The boards have been provided with various functions which include establishing quality of water, research, planning as well as investigation in order to encourage cleanliness of water bodies and to control pollution of the same.

Under section 2 (e) of the Act, water pollution has been defined. It has been treated as an evil that has harmed the health of public. It is defined as, “Such contamination of water or such alteration of the physical, chemical or biological properties of water or such discharge of any sewage or trade effluent or of any other liquid, gaseous or solid substance into water (whether directly or indirectly) as may, or is likely to, create a nuisance or render such water harmful or injurious to public health or safety, or to domestic, commercial, industrial, agricultural or other legitimate uses, or to the life and health of animals or plants or of aquatic organisms.”
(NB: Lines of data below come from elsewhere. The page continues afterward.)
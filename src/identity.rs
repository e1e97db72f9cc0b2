//! # Identity and Keys
//!
//! Peer identity in meshmq is a 32-byte Ed25519 public key. Master nodes hold
//! long-term keypairs; ordinary clients use ephemeral ones generated at
//! construction. The same keypair doubles as the static key for the curve
//! transport: the Ed25519 keys are mapped birationally onto X25519 for the
//! Noise handshake, so the verified handshake static *is* the peer identity.
//!
//! - [`Identity`]: 32-byte public key, the wire-level peer identifier
//! - [`Keypair`]: Ed25519 signing keypair with X25519 conversion for transport

use std::fmt;

use ed25519_dalek::{SigningKey, VerifyingKey};
use rand::rngs::OsRng;
use serde::{Deserialize, Serialize};

/// A peer identity: the raw 32 bytes of an Ed25519 public key.
#[derive(Clone, Copy, PartialEq, Eq, PartialOrd, Ord, Hash, Serialize, Deserialize)]
pub struct Identity([u8; 32]);

impl Identity {
    /// Construct from raw bytes. Any 32-byte value is accepted here; whether
    /// it is a valid curve point only matters when dialing it.
    pub fn from_bytes(bytes: [u8; 32]) -> Self {
        Self(bytes)
    }

    pub fn as_bytes(&self) -> &[u8; 32] {
        &self.0
    }

    pub fn to_hex(&self) -> String {
        hex::encode(self.0)
    }

    /// Parse from a 64-character hex string.
    pub fn from_hex(s: &str) -> Option<Self> {
        let raw = hex::decode(s).ok()?;
        let bytes: [u8; 32] = raw.try_into().ok()?;
        Some(Self(bytes))
    }

    /// Short prefix used in log lines.
    pub(crate) fn log_id(&self) -> String {
        hex::encode(&self.0[..8])
    }

    /// The X25519 (Montgomery) form of this key, as required by the Noise
    /// handshake. Fails for byte patterns that are not valid Ed25519 points.
    pub(crate) fn to_x25519(&self) -> Option<[u8; 32]> {
        let vk = VerifyingKey::from_bytes(&self.0).ok()?;
        Some(vk.to_montgomery().to_bytes())
    }
}

impl From<[u8; 32]> for Identity {
    fn from(bytes: [u8; 32]) -> Self {
        Self(bytes)
    }
}

impl AsRef<[u8]> for Identity {
    fn as_ref(&self) -> &[u8] {
        &self.0
    }
}

impl fmt::Debug for Identity {
    fn fmt(&self, f: &mut fmt::Formatter<'_>) -> fmt::Result {
        write!(f, "Identity({}…)", self.log_id())
    }
}

impl fmt::Display for Identity {
    fn fmt(&self, f: &mut fmt::Formatter<'_>) -> fmt::Result {
        f.write_str(&self.to_hex())
    }
}

/// An Ed25519 signing keypair identifying this node.
#[derive(Clone)]
pub struct Keypair {
    signing_key: SigningKey,
}

impl Keypair {
    /// Generate a fresh ephemeral keypair.
    pub fn generate() -> Self {
        Self {
            signing_key: SigningKey::generate(&mut OsRng),
        }
    }

    /// Reconstruct from a 32-byte Ed25519 secret seed.
    pub fn from_secret(secret: [u8; 32]) -> Self {
        Self {
            signing_key: SigningKey::from_bytes(&secret),
        }
    }

    pub fn identity(&self) -> Identity {
        Identity(self.signing_key.verifying_key().to_bytes())
    }

    pub fn secret_bytes(&self) -> [u8; 32] {
        self.signing_key.to_bytes()
    }

    /// Convert to an X25519 keypair for the Noise handshake.
    ///
    /// Uses the standard birational map: Ed25519 secret to the SHA-512 left
    /// half as X25519 scalar, Ed25519 public to the Montgomery u-coordinate.
    pub(crate) fn to_x25519(&self) -> snow::Keypair {
        snow::Keypair {
            private: self.signing_key.to_scalar_bytes().to_vec(),
            public: self
                .signing_key
                .verifying_key()
                .to_montgomery()
                .to_bytes()
                .to_vec(),
        }
    }
}

impl fmt::Debug for Keypair {
    fn fmt(&self, f: &mut fmt::Formatter<'_>) -> fmt::Result {
        write!(f, "Keypair({}…)", self.identity().log_id())
    }
}

#[cfg(test)]
mod tests {
    use super::*;

    #[test]
    fn identity_round_trips_through_bytes() {
        let kp = Keypair::generate();
        let id = kp.identity();
        assert_eq!(Identity::from_bytes(*id.as_bytes()), id);
    }

    #[test]
    fn identity_hex_round_trip() {
        let id = Keypair::generate().identity();
        let hex = id.to_hex();
        assert_eq!(hex.len(), 64);
        assert_eq!(Identity::from_hex(&hex), Some(id));
        assert_eq!(Identity::from_hex("zz"), None);
    }

    #[test]
    fn x25519_conversion_is_consistent() {
        let kp = Keypair::generate();
        let from_pair = kp.to_x25519();
        let from_identity = kp.identity().to_x25519().expect("valid point");
        assert_eq!(from_pair.public, from_identity.to_vec());
        assert_eq!(from_pair.private.len(), 32);
    }

    #[test]
    fn x25519_conversion_rejects_non_points() {
        // [2; 32] does not decompress to a valid Ed25519 point
        assert!(Identity::from_bytes([2u8; 32]).to_x25519().is_none());
    }

    #[test]
    fn keypair_secret_round_trip() {
        let kp = Keypair::generate();
        let again = Keypair::from_secret(kp.secret_bytes());
        assert_eq!(again.identity(), kp.identity());
    }
}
2.      The Environment (Protection) Act, 1986

The Environment (Protection) Act, 1986 extends to maintaining quality of water and the control of pollution of the water bodies. Section 2(a) of the Act gives the definition of environment which includes water as well as the interrelationship that exists between water and human beings, other living creatures, plants, micro-organisms and property. The Act helps in providing authority to the Central Government to establish proper standards for the quality of the environment and for emissions of discharge from sources of variety of environmental pollutants.

3.      Indian Easements Act, 1882

This Act clearly recognizes the right of an owner called as the riparian owner who is a person who owns a land which is adjoining to a river or a water stream to unpolluted waters. A riparian owner is the one who has a right towards usage of the stream which flows past his land. Section 7 of the Act clearly talks about the right of the riparian owner to have right to a continued flow of water of natural stream without any destruction or pollution in its natural flow.

The Apex Court in the case of MC Mehta v Union of India[49], recognized and revived the doctrine of riparian rights of owners. The court in this case said, “The petitioner is a riparian owner and is a person interested in protecting the lives of the people who use of the water flowing in the river Ganga and his right to maintain the petition cannot be disputed. The nuisance caused by the pollution of the river Ganga is a public nuisance, which is wide spread in range and indiscriminate in its effect and it would not be reasonable to expect any particular person to take proceedings to stop it as distinct from the community at large.” The case was filed against the Municipal Corporation and admitted as PIL.

v  CONCLUSION:

It is seen that water is one of the most essential part of life. It should not only be preserved, but also, steps should be taken for protecting it from being depleted. UNEP has taken a step for its protection by keeping the target of cleaning the water bodies by the year 2030 across the world as a part of sustainable development goals. UNEP suggests that water should not be polluted and be used in a judicious manner such that the needs of the future generation are not compromised. UNEP is working in coordination with the Government of India for protecting its freshwater present in the country through various projects. The most endangered river which is a life support for most of the people of India is river Ganga, which has been polluted to a great extent. Various schemes, case laws and projects have been allotted for cleaning of the river, but, due to the non-cooperation of people the project has been a failure till now.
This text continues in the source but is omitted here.